Notícias

EUA lançam maior ofensiva marítima desde 1970 para conter influência da China em portos globais

A Casa Branca vê o controle chinês sobre diversas redes de portos no mundo como uma ameaça em caso de um conflito.
EUA lançam maior ofensiva marítima desde 1970 para conter influência da China em portos globaisGettyimages.ru / Chunyp Wong

Os Estados Unidos lançaram sua mais ampla iniciativa marítima desde os anos 1970 para reduzir a presença da China em portos estratégicos ao redor do mundo, informou nesta terça-feira (16) a agência Reuters.

Segundo fontes ouvidas pela agência, a Casa Branca vê a rede de portos controlada por empresas chinesas como risco direto à segurança nacional, especialmente em caso de guerra.

A avaliação em Washington é de que os EUA dependem excessivamente de navios e terminais estrangeiros para apoio logístico, enquanto a frota comercial americana não teria capacidade suficiente para atender demandas militares em um conflito.

Plano de Washington

A iniciativa busca incentivar empresas privadas americanas e de países aliados a comprar participações hoje controladas por companhias chinesas. Um exemplo citado é o interesse de grandes instituições financeiras ocidentais em ativos da CK Hutchison, de Hong Kong, que opera terminais em 23 países, incluindo o Canal do Panamá.

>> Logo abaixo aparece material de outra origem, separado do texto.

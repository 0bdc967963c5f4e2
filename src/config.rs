use crate::engine::reducer::{ReducerConfig, DEFAULT_HIDE_DELAY_SECS, DEFAULT_MAX_DISPLAYABLE_RACES};
use crate::feed::retry::RetryConfig;

pub const DEFAULT_FEED_URL: &str =
    "https://api.neds.com.au/rest/v1/racing/?method=nextraces&count=10";

#[derive(Debug, Clone)]
pub struct Config {
    pub feed_url: String,
    pub hide_delay_secs: i64,
    pub max_displayable_races: usize,
    pub tick_ms: u64,
    pub fetch_every_secs: u64,
    pub http_timeout_secs: u64,
    pub retry_max: u32,
}

impl Default for Config {
    fn default() -> Self {
        Self {
            feed_url: DEFAULT_FEED_URL.to_string(),
            hide_delay_secs: DEFAULT_HIDE_DELAY_SECS,
            max_displayable_races: DEFAULT_MAX_DISPLAYABLE_RACES,
            tick_ms: 1000,
            fetch_every_secs: 30,
            http_timeout_secs: 10,
            retry_max: 2,
        }
    }
}

impl Config {
    pub fn from_env() -> Self {
        Self::from_lookup(|key| std::env::var(key).ok())
    }

    /// Build from an arbitrary key lookup; unset or unparsable keys fall back
    /// to defaults.
    pub fn from_lookup<F>(lookup: F) -> Self
    where
        F: Fn(&str) -> Option<String>,
    {
        let d = Self::default();
        Self {
            feed_url: lookup("FEED_URL").unwrap_or(d.feed_url),
            hide_delay_secs: lookup("HIDE_DELAY_SECS").and_then(|v| v.parse().ok()).unwrap_or(d.hide_delay_secs),
            max_displayable_races: lookup("MAX_RACES").and_then(|v| v.parse().ok()).unwrap_or(d.max_displayable_races),
            tick_ms: lookup("TICK_MS").and_then(|v| v.parse().ok()).filter(|v| *v > 0).unwrap_or(d.tick_ms),
            fetch_every_secs: lookup("FETCH_SECS").and_then(|v| v.parse().ok()).filter(|v| *v > 0).unwrap_or(d.fetch_every_secs),
            http_timeout_secs: lookup("FEED_TIMEOUT_SECS").and_then(|v| v.parse().ok()).unwrap_or(d.http_timeout_secs),
            retry_max: lookup("FEED_RETRIES").and_then(|v| v.parse().ok()).unwrap_or(d.retry_max),
        }
    }

    pub fn reducer_config(&self) -> ReducerConfig {
        ReducerConfig {
            hide_delay_secs: self.hide_delay_secs,
            max_displayable_races: self.max_displayable_races,
        }
    }

    pub fn retry_config(&self) -> RetryConfig {
        RetryConfig {
            max_retries: self.retry_max,
            ..RetryConfig::default()
        }
    }
}
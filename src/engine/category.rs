//! Category lookup with lazy filter accumulation.
//!
//! Lookup order:
//! 1. a category already present in the filter list
//! 2. the documented reference table (appended as an unselected filter)
//! 3. the shared "unknown" sentinel (appended once, then reused)

use super::state::{CategoryFilter, CategoryInfo};

/// Sentinel id used for any category absent from the reference table
pub const UNKNOWN_CATEGORY_ID: &str = "unknown";
pub const UNKNOWN_CATEGORY_NAME: &str = "Unknown";

/// Documented feed categories, in display order
pub const DOCUMENTED_CATEGORIES: [(&str, &str); 3] = [
    ("9daef0d7-bf3c-4f50-921d-8e818c60fe61", "Greyhound"),
    ("161d9be2-e909-4326-8c2c-35ed71fb460b", "Harness"),
    ("4a2788f8-e825-4d36-9894-efd4baf1cfae", "Horse"),
];

/// Reference-table lookup
pub fn documented(category_id: &str) -> Option<CategoryInfo> {
    DOCUMENTED_CATEGORIES
        .iter()
        .find(|(id, _)| *id == category_id)
        .map(|(id, name)| CategoryInfo::new(id, name))
}

pub fn unknown_category() -> CategoryInfo {
    CategoryInfo::new(UNKNOWN_CATEGORY_ID, UNKNOWN_CATEGORY_NAME)
}

/// Resolve `category_id` against `filters`, returning its info and the
/// (possibly grown) filter list. Grows by at most one entry per call.
pub fn resolve(
    category_id: &str,
    filters: Vec<CategoryFilter>,
) -> (CategoryInfo, Vec<CategoryFilter>) {
    let mut filters = filters;
    let info = resolve_in(category_id, &mut filters);
    (info, filters)
}

/// In-place form used by the projector while it owns a working copy.
pub(crate) fn resolve_in(category_id: &str, filters: &mut Vec<CategoryFilter>) -> CategoryInfo {
    if let Some(existing) = find(filters, category_id) {
        return existing.info.clone();
    }

    if let Some(info) = documented(category_id) {
        filters.push(CategoryFilter::unselected(info.clone()));
        return info;
    }

    if let Some(sentinel) = find(filters, UNKNOWN_CATEGORY_ID) {
        return sentinel.info.clone();
    }

    let info = unknown_category();
    filters.push(CategoryFilter::unselected(info.clone()));
    info
}

pub fn find<'a>(filters: &'a [CategoryFilter], category_id: &str) -> Option<&'a CategoryFilter> {
    filters.iter().find(|f| f.info.category_id == category_id)
}
//! Race board state with a deterministic digest for audit logging.

use serde::{Deserialize, Serialize};
use sha2::{Digest, Sha256};

/// Epoch seconds
pub type Timestamp = i64;

/// One tracked race as retained by the engine
#[derive(Debug, Clone, PartialEq, Eq, Serialize, Deserialize)]
pub struct RaceRecord {
    pub race_id: String,
    pub race_name: String,
    pub race_number: u32,
    /// Advertised start, epoch seconds
    pub advertised_start: Timestamp,
    pub category_id: String,
    pub meeting_name: String,
}

#[derive(Debug, Clone, PartialEq, Eq, Serialize, Deserialize)]
pub struct CategoryInfo {
    pub category_id: String,
    pub name: String,
}

impl CategoryInfo {
    pub fn new(category_id: &str, name: &str) -> Self {
        Self {
            category_id: category_id.to_string(),
            name: name.to_string(),
        }
    }
}

/// Category metadata plus the user-controlled selection flag
#[derive(Debug, Clone, PartialEq, Eq, Serialize, Deserialize)]
pub struct CategoryFilter {
    pub info: CategoryInfo,
    pub selected: bool,
}

impl CategoryFilter {
    pub fn unselected(info: CategoryInfo) -> Self {
        Self {
            info,
            selected: false,
        }
    }
}

/// Display-ready projection of a retained race
#[derive(Debug, Clone, PartialEq, Eq, Serialize)]
pub struct DisplayRace {
    pub race: RaceRecord,
    pub category: CategoryInfo,
    /// Seconds until start; negative once started
    pub countdown: i64,
    pub started: bool,
}

/// Complete board state. Each transition replaces it wholesale.
#[derive(Debug, Clone, Default, PartialEq, Eq, Serialize)]
pub struct AggregateState {
    /// Deduplicated, ascending by `advertised_start`
    pub retained: Vec<RaceRecord>,
    /// Accumulated lazily as categories are encountered
    pub filters: Vec<CategoryFilter>,
    /// Current projection
    pub races: Vec<DisplayRace>,
}

impl AggregateState {
    pub fn new() -> Self {
        Self::default()
    }

    pub fn selected_count(&self) -> usize {
        self.filters.iter().filter(|f| f.selected).count()
    }

    /// SHA-256 over retained races and filters, hex encoded.
    ///
    /// The projection is excluded: it is derived from these two plus `now`.
    pub fn digest(&self) -> String {
        let mut hasher = Sha256::new();
        for race in &self.retained {
            hasher.update(race.race_id.as_bytes());
            hasher.update(race.advertised_start.to_le_bytes());
            hasher.update(race.category_id.as_bytes());
            hasher.update([0u8]);
        }
        for filter in &self.filters {
            hasher.update(filter.info.category_id.as_bytes());
            hasher.update([u8::from(filter.selected)]);
        }
        hex::encode(hasher.finalize())
    }
}

#[cfg(test)]
mod tests {
    use super::*;

    fn race(id: &str, start: Timestamp) -> RaceRecord {
        RaceRecord {
            race_id: id.to_string(),
            race_name: "Mohawk Pace Ms".to_string(),
            race_number: 5,
            advertised_start: start,
            category_id: "cat".to_string(),
            meeting_name: "Mohawk".to_string(),
        }
    }

    #[test]
    fn test_digest_deterministic() {
        let mut a = AggregateState::new();
        a.retained.push(race("r1", 100));
        let b = a.clone();
        assert_eq!(a.digest(), b.digest());
        assert_eq!(a.digest().len(), 64);
    }

    #[test]
    fn test_digest_tracks_selection() {
        let mut a = AggregateState::new();
        a.filters
            .push(CategoryFilter::unselected(CategoryInfo::new("c1", "Horse")));
        let before = a.digest();
        a.filters[0].selected = true;
        assert_ne!(before, a.digest());
        assert_eq!(a.selected_count(), 1);
    }

    #[test]
    fn test_digest_ignores_projection() {
        let mut a = AggregateState::new();
        a.retained.push(race("r1", 100));
        let before = a.digest();
        a.races.push(DisplayRace {
            race: race("r1", 100),
            category: CategoryInfo::new("cat", "Unknown"),
            countdown: 10,
            started: false,
        });
        assert_eq!(before, a.digest());
    }
}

Além da América Central, autoridades americanas demonstram preocupação com a presença chinesa em portos no Caribe, no Mediterrâneo, na Grécia e na Espanha, além de instalações na Costa Oeste dos EUA.

China reage

A missão diplomática chinesa em Washington negou intenção de usar os portos visando uma estratégia de contenção militar, afirmando que suas atividades seguem normas internacionais.

O governo da China acusou os EUA de promover a "teoria da ameaça chinesa" para pressionar aliados a se alinharem à política americana de reorganização das cadeias de suprimento.